Putin muncul untuk menangkap Abe yang lengah ketika dia mengatakan di sebuah forum regional di Vladivostok pada hari Rabu bahwa kedua negara harus menandatangani perjanjian damai pada akhir tahun ini - tanpa prasyarat.

"Kami perlu membaca sinyal dari berbagai komentar yang telah dibuat Presiden Putin. Memang benar bahwa dia mengusulkan untuk bekerja dengan baik pada perjanjian damai. Tentu saja, sikap Jepang adalah untuk menyelesaikan sengketa wilayah dan kemudian menyimpulkan perjanjian damai," kata Abe. selama debat yang disiarkan televisi dengan lawannya untuk pemilihan pemimpin partai 20 September.

"Saya mengatakannya sebelum dan sesudah komentar (dari Presiden Putin), dan Presiden Putin telah memberikan jawaban. Tetapi saya tidak dapat membicarakannya karena kami berada di tengah negosiasi ... Apa yang dapat saya katakan adalah bahwa saya percaya pertemuan puncak bertemu pada bulan November atau Desember akan menjadi yang penting, "tambah Abe.

Kedua pemimpin kemungkinan akan bertemu di satu atau kedua dari dua pertemuan regional akhir tahun ini.

Baik Moskow maupun Tokyo mengklaim kedaulatan atas pulau-pulau itu, yang dikenal di Rusia sebagai pulau Kurile dan di Jepang sebagai Wilayah Utara. Abe telah membuat penyelesaian perseteruan sebagai platform kunci dari platform politiknya.

Para ahli mengatakan, bagaimanapun, bahwa saran Putin akan sulit bagi Jepang untuk menelan karena pada dasarnya itu berarti meninggalkan klaimnya ke pulau-pulau yang dikuasai Rusia.

Itu dipertanyakan apakah Putin benar-benar ingin menyelesaikan masalah ini, kata James Brown, seorang profesor ilmu politik di kampus Temple University Jepang.

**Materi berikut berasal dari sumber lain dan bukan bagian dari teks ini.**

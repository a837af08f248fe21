use chrono::{DateTime, Utc};
use serde::{Deserialize, Serialize};
use uuid::Uuid;

use super::Cents;

pub type MovementId = Uuid;

#[derive(Debug, Clone, Copy, PartialEq, Eq, Hash, Serialize, Deserialize)]
#[serde(rename_all = "lowercase")]
pub enum MovementKind {
    Deposit,
    Withdrawal,
}

impl MovementKind {
    pub fn as_str(&self) -> &'static str {
        match self {
            MovementKind::Deposit => "deposit",
            MovementKind::Withdrawal => "withdrawal",
        }
    }

    /// Label used when rendering a statement line.
    pub fn label(&self) -> &'static str {
        match self {
            MovementKind::Deposit => "Deposit",
            MovementKind::Withdrawal => "Withdrawal",
        }
    }
}

impl std::fmt::Display for MovementKind {
    fn fmt(&self, f: &mut std::fmt::Formatter<'_>) -> std::fmt::Result {
        write!(f, "{}", self.as_str())
    }
}

/// A single deposit or withdrawal applied to an account.
/// Movements are immutable once appended to an account's history.
#[derive(Debug, Clone, PartialEq, Eq, Serialize, Deserialize)]
pub struct Movement {
    pub id: MovementId,
    pub kind: MovementKind,
    /// Amount in cents, as requested by the caller
    pub amount_cents: Cents,
    /// When the movement was applied
    pub timestamp: DateTime<Utc>,
}

impl Movement {
    pub fn new(kind: MovementKind, amount_cents: Cents, timestamp: DateTime<Utc>) -> Self {
        Self {
            id: Uuid::new_v4(),
            kind,
            amount_cents,
            timestamp,
        }
    }

    pub fn deposit(amount_cents: Cents, timestamp: DateTime<Utc>) -> Self {
        Self::new(MovementKind::Deposit, amount_cents, timestamp)
    }

    pub fn withdrawal(amount_cents: Cents, timestamp: DateTime<Utc>) -> Self {
        Self::new(MovementKind::Withdrawal, amount_cents, timestamp)
    }
}

#[cfg(test)]
mod tests {
    use super::*;

    #[test]
    fn test_movement_constructors() {
        let now = Utc::now();
        let deposit = Movement::deposit(5000, now);
        let withdrawal = Movement::withdrawal(3000, now);

        assert_eq!(deposit.kind, MovementKind::Deposit);
        assert_eq!(deposit.amount_cents, 5000);
        assert_eq!(withdrawal.kind, MovementKind::Withdrawal);
        assert_eq!(withdrawal.timestamp, now);
        assert_ne!(deposit.id, withdrawal.id);
    }

    #[test]
    fn test_movement_kind_serializes_lowercase() {
        let json = serde_json::to_string(&MovementKind::Withdrawal).unwrap();
        assert_eq!(json, "\"withdrawal\"");
    }
}
mod account;
mod directory;
mod money;
mod movement;
mod statement;
mod user;

pub use account::*;
pub use directory::*;
pub use money::*;
pub use movement::*;
pub use statement::*;
pub use user::*;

"Karena pemerintah Jepang tidak dapat menerima proposal tanpa mengabaikan klaimnya ... tidak ada pilihan selain menolaknya," tulis Brown dalam kolom di Bahasa Inggris Jepang Times. "Ini membuat Jepang terlihat seperti hambatan untuk perjanjian damai.

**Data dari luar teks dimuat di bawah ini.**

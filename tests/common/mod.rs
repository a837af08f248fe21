// Allow dead_code because these helpers are used across different test files
// which are compiled separately
#![allow(dead_code)]

use anyhow::Result;
use banca::application::BankService;
use chrono::{DateTime, NaiveDate, Utc};

/// Helper to parse a dd/mm/yyyy date string
pub fn date(date_str: &str) -> NaiveDate {
    NaiveDate::parse_from_str(date_str, "%d/%m/%Y").unwrap()
}

/// Helper to parse a date string into DateTime<Utc> at midnight
pub fn timestamp(date_str: &str) -> DateTime<Utc> {
    date(date_str).and_hms_opt(0, 0, 0).unwrap().and_utc()
}

/// Test fixture: Standard users
pub struct StandardUsers;

impl StandardUsers {
    /// Register Ana (111) and Bruno (222)
    pub fn create_basic(service: &mut BankService) -> Result<()> {
        service.register_user(
            "Ana Souza",
            date("05/03/1990"),
            "111",
            "Rua das Flores, 10 - Centro - Recife/PE",
        )?;
        service.register_user(
            "Bruno Lima",
            date("20/07/1985"),
            "222",
            "Av. Brasil, 500 - Boa Vista - Recife/PE",
        )?;
        Ok(())
    }
}

/// Service with Ana registered and account 1 opened and selected
pub fn service_with_account() -> Result<BankService> {
    let mut service = BankService::default();
    StandardUsers::create_basic(&mut service)?;
    service.open_account("111")?;
    service.select_account(1)?;
    Ok(service)
}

Abe mengatakan kesepakatan akan membuka perdagangan dan investasi dari perusahaan Jepang untuk Rusia, yang terisolasi dari investasi Barat karena sanksi. Bagi Putin, yang berperan sebagai pendukung kepentingan nasional Rusia, menyerahkan pulau-pulau itu akan mengambil risiko reaksi politik domestik.